**Stored data**

────────────────

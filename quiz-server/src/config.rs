use anyhow::{Context, Result};
use std::env;
use std::net::{IpAddr, SocketAddr};
use std::str::FromStr;
use std::time::Duration;

pub const DEFAULT_GEMINI_MODEL: &str = "gemini-3-flash-preview";
pub const DEFAULT_GEMINI_API_URL: &str = "https://generativelanguage.googleapis.com/v1beta";

#[derive(Debug, Clone)]
pub struct Config {
    pub host: IpAddr,
    pub port: u16,
    /// Live question generation; `None` serves only the built-in questions
    pub gemini: Option<GeminiConfig>,
}

#[derive(Debug, Clone)]
pub struct GeminiConfig {
    pub api_key: String,
    pub model: String,
    pub api_url: String,
    pub request_timeout: Duration,
}

impl Config {
    pub fn from_env() -> Result<Self> {
        Self::from_vars(|name| env::var(name).ok())
    }

    /// Build the configuration from a variable lookup, applying defaults
    pub fn from_vars(lookup: impl Fn(&str) -> Option<String>) -> Result<Self> {
        let host = parse_var(&lookup, "HOST", "127.0.0.1")?;
        let port = parse_var(&lookup, "PORT", "8080")?;
        let timeout_seconds: u64 = parse_var(&lookup, "REQUEST_TIMEOUT_SECONDS", "20")?;

        let gemini = lookup("GEMINI_API_KEY")
            .filter(|key| !key.trim().is_empty())
            .map(|api_key| GeminiConfig {
                api_key,
                model: lookup("GEMINI_MODEL").unwrap_or_else(|| DEFAULT_GEMINI_MODEL.to_string()),
                api_url: lookup("GEMINI_API_URL")
                    .unwrap_or_else(|| DEFAULT_GEMINI_API_URL.to_string())
                    .trim_end_matches('/')
                    .to_string(),
                request_timeout: Duration::from_secs(timeout_seconds),
            });

        Ok(Self { host, port, gemini })
    }

    pub fn addr(&self) -> SocketAddr {
        SocketAddr::new(self.host, self.port)
    }
}

fn parse_var<T>(lookup: &impl Fn(&str) -> Option<String>, name: &str, default: &str) -> Result<T>
where
    T: FromStr,
    T::Err: std::error::Error + Send + Sync + 'static,
{
    let value = lookup(name).unwrap_or_else(|| default.to_string());
    value
        .trim()
        .parse()
        .with_context(|| format!("Invalid {}: {:?}", name, value))
}
use std::sync::Arc;
use tokio::signal;
use tracing::{error, info};

use quiz_core::{FallbackProvider, QuestionProvider, StaticProvider};
use quiz_server::{config::Config, create_routes, gemini::GeminiClient};

#[tokio::main]
async fn main() {
    // Initialize tracing
    tracing_subscriber::fmt::init();

    info!("Starting Carnaval Quiz question service...");

    let config = match Config::from_env() {
        Ok(config) => config,
        Err(e) => {
            error!("Failed to load configuration: {:#}", e);
            std::process::exit(1);
        }
    };

    let provider: Arc<dyn QuestionProvider> = match config.gemini.clone() {
        Some(gemini) => {
            info!("Generating questions with model {}", gemini.model);
            match GeminiClient::new(gemini) {
                Ok(client) => Arc::new(FallbackProvider::new(client)),
                Err(e) => {
                    error!("Failed to build question generator client: {}", e);
                    std::process::exit(1);
                }
            }
        }
        None => {
            info!("GEMINI_API_KEY not set - serving built-in questions only");
            Arc::new(StaticProvider)
        }
    };

    let routes = create_routes(provider);

    info!("Server starting on {}", config.addr());

    let (addr, server) =
        match warp::serve(routes).try_bind_with_graceful_shutdown(config.addr(), shutdown_signal()) {
            Ok(bound) => bound,
            Err(e) => {
                error!("Failed to bind {}: {}", config.addr(), e);
                std::process::exit(1);
            }
        };

    info!(
        "Server started successfully on {}. Press Ctrl+C to stop.",
        addr
    );
    server.await;
    info!("Server shutdown complete.");
}

async fn shutdown_signal() {
    // Wait for SIGINT (Ctrl+C) or SIGTERM
    #[cfg(unix)]
    {
        use signal::unix::{SignalKind, signal};

        let (mut sigint, mut sigterm) =
            match (signal(SignalKind::interrupt()), signal(SignalKind::terminate())) {
                (Ok(sigint), Ok(sigterm)) => (sigint, sigterm),
                _ => {
                    error!("Failed to install signal handlers, falling back to Ctrl+C");
                    wait_for_ctrl_c().await;
                    return;
                }
            };

        tokio::select! {
            _ = sigint.recv() => {
                info!("Received SIGINT, shutting down gracefully...");
            }
            _ = sigterm.recv() => {
                info!("Received SIGTERM, shutting down gracefully...");
            }
        }
    }

    #[cfg(not(unix))]
    wait_for_ctrl_c().await;
}

async fn wait_for_ctrl_c() {
    match signal::ctrl_c().await {
        Ok(()) => info!("Received Ctrl+C, shutting down gracefully..."),
        Err(e) => {
            error!("Failed to listen for ctrl+c: {}", e);
            std::future::pending::<()>().await;
        }
    }
}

────────────────

**Aim of the task**
Only lines holding the word "struct" are wanted, so copy each of them from the records above.

**Task response**
pub struct Config {
pub struct GeminiConfig {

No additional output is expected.